> **EXTRACTED MATERIAL**
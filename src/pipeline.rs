//! Extract, coerce, merge and transform, in that order
//!
//! ```text
//! discover_sources -> read -> TypeCoercer -> merge_tables -> TransformEngine
//! ```
//!
//! A source that cannot be read is reported and skipped. The run only fails
//! when nothing could be read or the repair policy gives up.

use std::fs;
use std::path::{Path, PathBuf};

use crate::coerce::{RepairPolicy, TypeCoercer};
use crate::config::CompiledConfig;
use crate::diagnostics::{Diagnostic, DiagnosticSink};
use crate::error::{PipelineError, Result};
use crate::merge::{merge_tables, MergeOptions};
use crate::model::Table;
use crate::parser::{ReadOptions, ReaderFactory};
use crate::stats::RunStats;
use crate::transform::{CalcLibrary, TransformEngine};

/// Supported files directly inside `dir`: CSV first, then XML, JSON and
/// spreadsheets, each group sorted by file name
pub fn discover_sources(dir: &Path, readers: &ReaderFactory) -> Result<Vec<PathBuf>> {
    let entries = fs::read_dir(dir).map_err(|source| PipelineError::SourceDirectory {
        path: dir.to_path_buf(),
        source,
    })?;

    let mut sources: Vec<(usize, PathBuf)> = Vec::new();
    for entry in entries {
        let path = entry
            .map_err(|source| PipelineError::SourceDirectory {
                path: dir.to_path_buf(),
                source,
            })?
            .path();
        if !path.is_file() {
            continue;
        }
        if let Some(rank) = readers.rank(&path) {
            sources.push((rank, path));
        }
    }

    if sources.is_empty() {
        return Err(PipelineError::EmptySource(format!(
            "no CSV, XML, JSON or Excel file in {}",
            dir.display()
        )));
    }

    sources.sort_by(|a, b| a.0.cmp(&b.0).then_with(|| a.1.file_name().cmp(&b.1.file_name())));
    Ok(sources.into_iter().map(|(_, path)| path).collect())
}

/// Result of a run: the target table and the counts gathered on the way
#[derive(Debug, Clone)]
pub struct PipelineOutput {
    pub table: Table,
    /// `target_bytes` stays zero until the table is written
    pub stats: RunStats,
}

/// One configured ETL run
pub struct Pipeline<'a> {
    config: &'a CompiledConfig,
    readers: ReaderFactory,
    read_options: ReadOptions,
    merge_options: MergeOptions,
    calc: CalcLibrary,
}

impl<'a> Pipeline<'a> {
    pub fn new(config: &'a CompiledConfig) -> Self {
        Self {
            config,
            readers: ReaderFactory::new(),
            read_options: ReadOptions::default(),
            merge_options: MergeOptions::default(),
            calc: CalcLibrary::new(),
        }
    }

    pub fn with_read_options(mut self, options: ReadOptions) -> Self {
        self.read_options = options;
        self
    }

    pub fn with_merge_options(mut self, options: MergeOptions) -> Self {
        self.merge_options = options;
        self
    }

    /// Replace the calculation library, e.g. to pin the reference date
    pub fn with_calc_library(mut self, calc: CalcLibrary) -> Self {
        self.calc = calc;
        self
    }

    /// Process every supported file in `dir`
    pub fn run(
        &self,
        dir: &Path,
        policy: &mut dyn RepairPolicy,
        sink: &mut dyn DiagnosticSink,
    ) -> Result<PipelineOutput> {
        let sources = discover_sources(dir, &self.readers)?;
        self.run_sources(&sources, policy, sink)
    }

    /// Process the given files in order
    pub fn run_sources(
        &self,
        sources: &[PathBuf],
        policy: &mut dyn RepairPolicy,
        sink: &mut dyn DiagnosticSink,
    ) -> Result<PipelineOutput> {
        let mut stats = RunStats::default();
        let mut tables = Vec::with_capacity(sources.len());

        for path in sources {
            let file = path
                .file_name()
                .map(|n| n.to_string_lossy().into_owned())
                .unwrap_or_else(|| path.display().to_string());
            tracing::info!(file = %file, "Reading file");

            let bytes = match fs::metadata(path) {
                Ok(metadata) => metadata.len(),
                Err(e) => {
                    sink.record(Diagnostic::SourceUnavailable {
                        file,
                        reason: format!("cannot determine file size: {}", e),
                    });
                    continue;
                }
            };

            let table = match self.readers.read(path, &self.read_options) {
                Ok(table) => table,
                Err(e) => {
                    sink.record(Diagnostic::SourceUnavailable {
                        file,
                        reason: format!("{:#}", e),
                    });
                    continue;
                }
            };

            stats.source_rows += table.row_count();
            stats.source_bytes += bytes;
            sink.record(Diagnostic::SourceLoaded {
                file: file.clone(),
                rows: table.row_count(),
                bytes,
            });

            let table =
                TypeCoercer::new(&mut *policy).coerce(table, &file, &self.config.types, sink)?;
            tables.push(table);
        }

        if tables.is_empty() {
            return Err(PipelineError::EmptySource(format!(
                "none of the {} source files could be read",
                sources.len()
            )));
        }

        let merged = merge_tables(tables, self.merge_options, sink)?;
        tracing::info!(rows = merged.row_count(), "Data combined");

        let engine = TransformEngine::new(
            &self.config.schema,
            &self.config.plan,
            &self.config.types,
            &self.calc,
        );
        let table = engine.transform(&merged, sink);
        stats.target_rows = table.row_count();

        Ok(PipelineOutput { table, stats })
    }
}

#[cfg(test)]
mod tests {
    use super::*;
    use crate::coerce::{AutoNull, AutoSkip, FailFast};
    use crate::config::FormatConfig;
    use crate::diagnostics::DiagnosticLog;
    use crate::model::CellValue;
    use chrono::NaiveDate;
    use std::fs::File;
    use std::io::Write;
    use tempfile::TempDir;

    const DOCUMENT: &str = r#"{
        "column_types": { "age": "int", "birthday": "datetime_DMY_." },
        "column_mapping": {
            "name": "§SPLIT§ §first_name§last_name",
            "birthday": "§CALC§AGE§age",
            "age": "§DISCARD",
            "mail": "mail"
        },
        "target_frame_columns": {
            "first_name": "str", "last_name": "str", "age": "int", "mail": "mail"
        }
    }"#;

    fn compiled() -> CompiledConfig {
        FormatConfig::parse(DOCUMENT).unwrap().compile().unwrap()
    }

    fn write_file(dir: &TempDir, name: &str, content: &str) {
        let mut file = File::create(dir.path().join(name)).unwrap();
        file.write_all(content.as_bytes()).unwrap();
    }

    fn source_dir() -> TempDir {
        let dir = TempDir::new().unwrap();
        write_file(
            &dir,
            "members.csv",
            "name;birthday;age;mail\n\
             Leon Becker;15.06.1990;34;leon@example.com\n\
             Anna Roth;01.01.2000;abc;not-a-mail\n",
        );
        write_file(
            &dir,
            "extra.json",
            r#"[{"name": "Mia Klein", "birthday": "20.02.1985", "age": 39, "mail": "mia@example.org"}]"#,
        );
        write_file(&dir, "notes.txt", "ignored");
        dir
    }

    fn pipeline(config: &CompiledConfig) -> Pipeline<'_> {
        Pipeline::new(config)
            .with_calc_library(CalcLibrary::with_today(NaiveDate::from_ymd_opt(2024, 6, 15).unwrap()))
    }

    #[test]
    fn test_discover_orders_by_format_then_name() {
        let dir = TempDir::new().unwrap();
        for name in ["b.json", "a.json", "z.csv", "m.xml", "readme.md"] {
            write_file(&dir, name, "");
        }
        fs::create_dir(dir.path().join("nested.csv")).unwrap();

        let found = discover_sources(dir.path(), &ReaderFactory::new()).unwrap();
        let names: Vec<_> = found
            .iter()
            .map(|p| p.file_name().unwrap().to_string_lossy().into_owned())
            .collect();
        assert_eq!(names, vec!["z.csv", "m.xml", "a.json", "b.json"]);
    }

    #[test]
    fn test_discover_without_sources() {
        let dir = TempDir::new().unwrap();
        write_file(&dir, "readme.md", "");
        assert!(matches!(
            discover_sources(dir.path(), &ReaderFactory::new()),
            Err(PipelineError::EmptySource(_))
        ));
        assert!(matches!(
            discover_sources(&dir.path().join("missing"), &ReaderFactory::new()),
            Err(PipelineError::SourceDirectory { .. })
        ));
    }

    #[test]
    fn test_run_with_skip_policy() {
        let dir = source_dir();
        let config = compiled();
        let mut log = DiagnosticLog::new();

        let output = pipeline(&config)
            .run(dir.path(), &mut AutoSkip, &mut log)
            .unwrap();

        let table = &output.table;
        let names: Vec<_> = table.column_names().collect();
        assert_eq!(names, vec!["first_name", "last_name", "age", "mail"]);
        assert_eq!(table.row_count(), 2);
        assert_eq!(table.value(0, "first_name"), Some(&CellValue::from("Leon")));
        assert_eq!(table.value(0, "last_name"), Some(&CellValue::from("Becker")));
        assert_eq!(table.value(0, "age"), Some(&CellValue::Int(34)));
        assert_eq!(table.value(1, "first_name"), Some(&CellValue::from("Mia")));
        assert_eq!(table.value(1, "age"), Some(&CellValue::Int(39)));
        assert_eq!(
            table.value(1, "mail"),
            Some(&CellValue::from("mia@example.org"))
        );

        assert_eq!(output.stats.source_rows, 3);
        assert_eq!(output.stats.target_rows, 2);
        assert!(output.stats.source_bytes > 0);
        assert!(log
            .iter()
            .any(|d| matches!(d, Diagnostic::RowRemoved { row: 1, .. })));
    }

    #[test]
    fn test_run_with_null_policy_keeps_row() {
        let dir = source_dir();
        let config = compiled();
        let mut log = DiagnosticLog::new();

        let output = pipeline(&config)
            .run(dir.path(), &mut AutoNull, &mut log)
            .unwrap();

        assert_eq!(output.table.row_count(), 3);
        assert_eq!(output.table.value(1, "first_name"), Some(&CellValue::from("Anna")));
        // rejected by the mail rule
        assert_eq!(output.table.value(1, "mail"), Some(&CellValue::Null));
        assert!(log
            .iter()
            .any(|d| matches!(d, Diagnostic::PostprocessRejected { row: 1, .. })));
    }

    #[test]
    fn test_run_fail_fast_aborts() {
        let dir = source_dir();
        let config = compiled();
        let mut log = DiagnosticLog::new();

        let result = pipeline(&config).run(dir.path(), &mut FailFast, &mut log);
        assert!(matches!(
            result,
            Err(PipelineError::CellTypeMismatch { ref column, .. }) if column == "age"
        ));
    }

    #[test]
    fn test_unreadable_source_is_skipped() {
        let dir = TempDir::new().unwrap();
        write_file(&dir, "broken.json", "{ not json");
        write_file(&dir, "good.csv", "name;mail\nLeon Becker;leon@example.com\n");
        let config = compiled();
        let mut log = DiagnosticLog::new();

        let output = pipeline(&config)
            .run(dir.path(), &mut AutoSkip, &mut log)
            .unwrap();

        assert_eq!(output.table.row_count(), 1);
        assert!(log.iter().any(
            |d| matches!(d, Diagnostic::SourceUnavailable { file, .. } if file == "broken.json")
        ));
    }

    #[test]
    fn test_vanished_source_is_reported() {
        let dir = TempDir::new().unwrap();
        write_file(&dir, "good.csv", "name;mail\nLeon Becker;leon@example.com\n");
        let sources = vec![dir.path().join("gone.csv"), dir.path().join("good.csv")];
        let config = compiled();
        let mut log = DiagnosticLog::new();

        let output = pipeline(&config)
            .run_sources(&sources, &mut AutoSkip, &mut log)
            .unwrap();

        assert_eq!(output.stats.source_rows, 1);
        assert_eq!(
            output.stats.source_bytes,
            fs::metadata(dir.path().join("good.csv")).unwrap().len()
        );
        assert!(log.iter().any(|d| matches!(
            d,
            Diagnostic::SourceUnavailable { file, reason }
                if file == "gone.csv" && reason.contains("file size")
        )));
    }

    #[test]
    fn test_every_source_unreadable() {
        let dir = TempDir::new().unwrap();
        write_file(&dir, "broken.json", "{ not json");
        let config = compiled();
        let mut log = DiagnosticLog::new();

        let result = pipeline(&config).run(dir.path(), &mut AutoSkip, &mut log);
        assert!(matches!(result, Err(PipelineError::EmptySource(_))));
    }
}
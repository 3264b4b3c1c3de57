use std::fs;
use std::path::{Path, PathBuf};

use assert_cmd::Command;
use predicates::prelude::*;
use sqlx::sqlite::SqliteConnectOptions;
use sqlx::{Connection, SqliteConnection};
use tempfile::TempDir;

const FORMAT: &str = r#"{
    "column_types": { "age": "int", "active": "bool" },
    "column_mapping": {
        "name": "§SPLIT§ §first_name§last_name",
        "age": "age",
        "active": "active",
        "gender": "gender",
        "note": "§DISCARD"
    },
    "target_frame_columns": {
        "first_name": "str",
        "last_name": "str",
        "age": "int",
        "active": "bool",
        "gender": "gender"
    }
}"#;

struct Fixture {
    dir: TempDir,
}

impl Fixture {
    fn new() -> Self {
        let dir = TempDir::new().unwrap();
        fs::create_dir(dir.path().join("sources")).unwrap();
        fs::write(dir.path().join("format.json"), FORMAT).unwrap();
        fs::write(
            dir.path().join("sources/members.csv"),
            "name;age;active;gender;note\n\
             Leon Becker;34;yes;male;first\n\
             Anna Roth;abc;no;female;second\n",
        )
        .unwrap();
        fs::write(
            dir.path().join("sources/more.xml"),
            "<data><row><name>Mia Klein</name><age>39</age><active>1</active>\
             <gender>F</gender></row></data>",
        )
        .unwrap();
        Self { dir }
    }

    fn path(&self, name: &str) -> PathBuf {
        self.dir.path().join(name)
    }

    fn command(&self, output: &Path) -> Command {
        let mut cmd = Command::cargo_bin("recast").unwrap();
        cmd.arg(self.path("sources"))
            .arg("--config")
            .arg(self.path("format.json"))
            .arg("--output")
            .arg(output);
        cmd
    }
}

#[test]
fn skip_policy_writes_csv() {
    let fixture = Fixture::new();
    let output = fixture.path("out.csv");

    fixture
        .command(&output)
        .args(["--policy", "skip"])
        .assert()
        .success()
        .stdout(predicate::str::contains("Source data rows"))
        .stdout(predicate::str::contains("33.33%"));

    assert_eq!(
        fs::read_to_string(&output).unwrap(),
        "first_name;last_name;age;active;gender\n\
         Leon;Becker;34;1;M\n\
         Mia;Klein;39;1;F\n"
    );
}

#[test]
fn null_policy_keeps_row() {
    let fixture = Fixture::new();
    let output = fixture.path("out.json");

    fixture
        .command(&output)
        .args(["--policy", "null"])
        .assert()
        .success();

    let records: serde_json::Value =
        serde_json::from_str(&fs::read_to_string(&output).unwrap()).unwrap();
    let records = records.as_array().unwrap();
    assert_eq!(records.len(), 3);
    assert_eq!(records[1]["first_name"], "Anna");
    assert_eq!(records[1]["age"], serde_json::Value::Null);
    assert_eq!(records[1]["active"], "0");
    assert_eq!(records[1]["gender"], "F");
}

#[test]
fn fail_policy_aborts() {
    let fixture = Fixture::new();
    let output = fixture.path("out.csv");

    fixture
        .command(&output)
        .args(["--policy", "fail"])
        .assert()
        .code(2)
        .stderr(predicate::str::contains("column 'age'"))
        .stderr(predicate::str::contains("'abc'"));

    assert!(!output.exists());
}

#[test]
fn interactive_replacement_from_stdin() {
    let fixture = Fixture::new();
    let output = fixture.path("out.csv");

    fixture
        .command(&output)
        .write_stdin("x\ne\n27\n")
        .assert()
        .success()
        .stdout(predicate::str::contains("[r]emove the row or [e]nter a new value"))
        .stdout(predicate::str::contains("Invalid choice"));

    let written = fs::read_to_string(&output).unwrap();
    assert!(written.contains("Anna;Roth;27;0;F\n"));
}

#[test]
fn interactive_with_closed_stdin_fails() {
    let fixture = Fixture::new();
    let output = fixture.path("out.csv");

    fixture
        .command(&output)
        .write_stdin("")
        .assert()
        .code(2)
        .stderr(predicate::str::contains("Operator channel closed"));
}

#[test]
fn sqlite_output_with_table_name() {
    let fixture = Fixture::new();
    let output = fixture.path("members.out");

    fixture
        .command(&output)
        .args(["--policy", "skip", "--format", "sqlite", "--table-name", "members"])
        .assert()
        .success();

    let runtime = tokio::runtime::Builder::new_current_thread()
        .enable_all()
        .build()
        .unwrap();
    let rows: Vec<(String, String, i64, i64, String)> = runtime.block_on(async {
        let options = SqliteConnectOptions::new().filename(&output);
        let mut conn = SqliteConnection::connect_with(&options).await.unwrap();
        sqlx::query_as(
            "SELECT first_name, last_name, age, active, gender FROM members ORDER BY rowid",
        )
        .fetch_all(&mut conn)
        .await
        .unwrap()
    });

    assert_eq!(
        rows,
        vec![
            ("Leon".into(), "Becker".into(), 34, 1, "M".into()),
            ("Mia".into(), "Klein".into(), 39, 1, "F".into()),
        ]
    );
}

#[test]
fn stats_file_is_written() {
    let fixture = Fixture::new();
    let output = fixture.path("out.xml");
    let stats = fixture.path("stats.txt");

    fixture
        .command(&output)
        .args(["--policy", "skip", "--stats-file"])
        .arg(&stats)
        .assert()
        .success();

    let text = fs::read_to_string(&stats).unwrap();
    assert!(text.contains("Target data rows"));
    assert!(fs::read_to_string(&output).unwrap().contains("<first_name>Mia</first_name>"));
}

#[test]
fn undeclared_target_is_rejected() {
    let fixture = Fixture::new();
    fs::write(
        fixture.path("format.json"),
        r#"{
            "column_types": {},
            "column_mapping": { "name": "full_name" },
            "target_frame_columns": { "first_name": "str" }
        }"#,
    )
    .unwrap();

    fixture
        .command(&fixture.path("out.csv"))
        .assert()
        .code(2)
        .stderr(predicate::str::contains("full_name"));
}

#[test]
fn missing_source_dir_fails() {
    let fixture = Fixture::new();
    Command::cargo_bin("recast")
        .unwrap()
        .arg(fixture.path("nowhere"))
        .arg("--config")
        .arg(fixture.path("format.json"))
        .arg("--output")
        .arg(fixture.path("out.csv"))
        .args(["--policy", "skip"])
        .assert()
        .code(2)
        .stderr(predicate::str::contains("Cannot read source directory"));
}
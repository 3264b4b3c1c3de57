//! Validation and coercion of source columns against declared types
//!
//! Every non-null cell of every declared column is converted to its declared
//! type. A cell that does not convert is handed to a [`RepairPolicy`], which
//! either removes the row, supplies a replacement (retried against the same
//! rule) or empties the cell.

pub mod repair;

use rustc_hash::FxHashSet;

use crate::diagnostics::{Diagnostic, DiagnosticSink};
use crate::error::PipelineError;
use crate::model::{CellValue, ColumnType, Table, TypeDeclaration};

pub use repair::{
    AutoNull, AutoSkip, ConsoleChannel, FailFast, InteractiveRepair, OperatorChannel,
    RepairContext, RepairDecision, RepairPolicy, ScriptedChannel,
};

/// Checks a table against a type declaration
pub struct TypeCoercer<'a> {
    policy: &'a mut dyn RepairPolicy,
}

impl<'a> TypeCoercer<'a> {
    pub fn new(policy: &'a mut dyn RepairPolicy) -> Self {
        Self { policy }
    }

    /// Coerce every declared column of `table`.
    ///
    /// Returns the table with converted cells and without the rows the policy
    /// removed. Only fails when the policy gives up (fail-fast, closed channel).
    pub fn coerce(
        &mut self,
        mut table: Table,
        file: &str,
        declaration: &TypeDeclaration,
        sink: &mut dyn DiagnosticSink,
    ) -> Result<Table, PipelineError> {
        let mut removed: FxHashSet<usize> = FxHashSet::default();

        for (column, column_type) in declaration.iter() {
            let Some(col_idx) = table.column_index(column) else {
                continue;
            };

            if let ColumnType::Unknown(tag) = column_type {
                sink.record(Diagnostic::UnknownType {
                    file: file.to_string(),
                    column: column.clone(),
                    declared: tag.clone(),
                });
                continue;
            }

            let expected = column_type.to_string();

            for row in table.rows.iter_mut() {
                let index = row.index;
                if removed.contains(&index) {
                    continue;
                }
                let Some(cell) = row.cells.get_mut(col_idx) else {
                    continue;
                };
                if cell.is_null() {
                    continue;
                }

                let mut candidate = cell.clone();
                loop {
                    if let Some(converted) = convert(&candidate, column_type) {
                        *cell = converted;
                        break;
                    }

                    let raw = candidate.display().into_owned();
                    sink.record(Diagnostic::CellMismatch {
                        file: file.to_string(),
                        column: column.clone(),
                        row: index,
                        value: raw.clone(),
                        expected: expected.clone(),
                    });

                    let ctx = RepairContext {
                        file,
                        column,
                        row: index,
                        value: &raw,
                        expected: &expected,
                    };
                    match self.policy.decide(&ctx)? {
                        RepairDecision::RemoveRow => {
                            removed.insert(index);
                            sink.record(Diagnostic::RowRemoved {
                                file: file.to_string(),
                                row: index,
                            });
                            break;
                        }
                        RepairDecision::Replace(value) => {
                            sink.record(Diagnostic::ValueReplaced {
                                file: file.to_string(),
                                column: column.clone(),
                                row: index,
                                value: value.clone(),
                            });
                            candidate = CellValue::text(value);
                        }
                        RepairDecision::SetNull => {
                            *cell = CellValue::Null;
                            sink.record(Diagnostic::ValueNulled {
                                file: file.to_string(),
                                column: column.clone(),
                                row: index,
                            });
                            break;
                        }
                    }
                }
            }
        }

        if !removed.is_empty() {
            table.retain_rows(|row| !removed.contains(&row.index));
        }
        Ok(table)
    }
}

/// Convert one value to a declared type, `None` when it does not fit
pub fn convert(value: &CellValue, column_type: &ColumnType) -> Option<CellValue> {
    match column_type {
        ColumnType::Int => to_int(value),
        ColumnType::Float => to_float(value),
        ColumnType::Str => match value {
            CellValue::String(_) => Some(value.clone()),
            other => Some(CellValue::text(other.display().into_owned())),
        },
        ColumnType::Bool => to_bool(value),
        ColumnType::Date(pattern) => match value {
            CellValue::Date(_) => Some(value.clone()),
            CellValue::String(s) => pattern.parse(s).map(CellValue::Date),
            _ => None,
        },
        ColumnType::Unknown(_) => Some(value.clone()),
    }
}

fn to_int(value: &CellValue) -> Option<CellValue> {
    match value {
        CellValue::Int(_) => Some(value.clone()),
        // out-of-range floats would saturate; leave them to the repair policy
        CellValue::Float(f)
            if f.fract() == 0.0 && *f >= i64::MIN as f64 && *f < i64::MAX as f64 =>
        {
            Some(CellValue::Int(*f as i64))
        }
        CellValue::String(s) => s.trim().parse::<i64>().ok().map(CellValue::Int),
        _ => None,
    }
}

fn to_float(value: &CellValue) -> Option<CellValue> {
    match value {
        CellValue::Float(_) => Some(value.clone()),
        CellValue::Int(i) => Some(CellValue::Float(*i as f64)),
        CellValue::String(s) => s.trim().parse::<f64>().ok().map(CellValue::Float),
        _ => None,
    }
}

fn to_bool(value: &CellValue) -> Option<CellValue> {
    match value {
        CellValue::Bool(_) => Some(value.clone()),
        CellValue::Int(0) => Some(CellValue::Bool(false)),
        CellValue::Int(1) => Some(CellValue::Bool(true)),
        CellValue::String(s) => match s.trim().to_lowercase().as_str() {
            "true" | "1" | "yes" | "y" => Some(CellValue::Bool(true)),
            "false" | "0" | "no" | "n" => Some(CellValue::Bool(false)),
            _ => None,
        },
        _ => None,
    }
}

> **PROBLEM REQUIREMENTS**
The required output is a copy of each line in the records where the string "impl" occurs.

> **OUTPUT OF THE TASK**
impl<'a> Pipeline<'a> {
impl Fixture {
impl<'a> TypeCoercer<'a> {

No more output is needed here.